Ou les choses de la vie.
À la suite d’une série d’émissions sur France Culture décortiquant l’œuvre de Flaubert. J’ai eu envie de relire Un cœur simple, une histoire que je pensais connaître par cœur. Mais plus attentive et moins attachée au récit, j’y ai fait une découverte par le biais de cette merveilleuse écriture.
Une écriture comparable aux mailles d’une laine que l'on tricote sans y penser. Les mots coulent les uns derrière les autres sans fioritures. Une évidence, un constat.
C’est une écriture - extraordinaire dans l’ordinaire - car ce n’est pas simple d’être simple.
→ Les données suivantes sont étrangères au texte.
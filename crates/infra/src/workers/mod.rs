pub mod notification_worker;

pub use notification_worker::{NotificationWorker, WorkerHandle};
Ici les choses de la vie décrites en toute simplicité, provoquent en nous un relâchement comme l’eau d’une source vive qui descend au plus profond de nous, atteignant doucement le cœur.
C’est de cet ordre là.
Cette façon de dire, je peux la relier à deux ouvrages : un livre et un film.
Je veux dire dans le regard absolu des choses sans participation d’intellect.
On y est, dedans, notre corps se déporte, notre corps est là, y atterrissant en douceur, sans même que l’on s’en aperçoive.
C’est nous, c’est notre sang, c’est notre respiration.
Ça peut atteindre l'horreur, le terrifiant ainsi dans ce livre en lien, lorsqu’il s’agit de : Une semaine de vacances de Christine Angot ou ce film : Le fils de Saul de László Nemes.
Ces liens, que je me permets de faire, peuvent paraître tomber comme un couperet sanglant, tant ils abordent des sujets d’une extrême violence. Pourtant la structure est comparable.
Dans ce conte très court, Un cœur simple faisant partie d’une trilogie, qu’a écrit Flaubert. Il décrit la chambre de Félicité, la servante de Madame Aubain.
Félicité est dans sa chambre avec tous les petits objets qu’elle chérit, des bondieuseries, des objets de rebut que sa maitresse ne veut plus, des objets liés à ses chagrins ayant appartenu aux êtres chers disparus.
Il y a ici quelque chose de très profond de notre condition, de ce que nous sommes et je suis là actuellement dans cette chambre de Félicité.
Soudainement j’ai été prise d’une grande émotion. Si proche de cette interrogation.
Ces choses à palper à déplacer à entretenir qui donnent une réalité à notre existence. Ces choses qui nous entourent, auxquelles on tient, sont vraiment notre ; notre condition humaine dans toute sa vulnérabilité, dans toute sa pauvre existence. Objets qui peuvent être très ordinaires ou de grandes qualités, univers en soi.
L’objet d’une fabrication au-delà du matériel.
C’est un sentiment qui me hante, qui m’a toujours interrogée et qui me fait souvenir de mon petit Jean-Baptiste qui, lorsque je m’approchais de son parc d’enfant, automatiquement me tendait un jouet. Je n’ai pas vu ça pour d’autres enfants des miens.
Systématiquement il prenait ce jouet et me l'offrait, comme sait le faire un enfant.
Ce besoin de tendre, d’offrir, je ne sais pas si ça a un rapport avec ce qu’il devient ensuite. Un petit virtuose, je ne sais pas si c’est du même ordre lorsqu’il joue sur un superbe instrument qu’est le clavecin, de cette façon d’offrir qu’il avait déjà bébé.
Mais je sais que l’art est avant tout une offrande.
Voilà qui m’interroge encore, la sacralisation que nous apportons aux objets que nous gardons, qui en définitive deviennent des objets de culte, d’exorcisme et d’amour.
Tout est dit dans la description de cette chambre de bonne pour un cœur simple et ses objets par lesquels elle se donne une existence.
Je suis là, je suis restée là dans la chambre de Félicité.
Je sens là quelque chose qui me bouleverse et m’instruit.
Je touche au sentiment si important et complexe de notre besoin infini d’amour.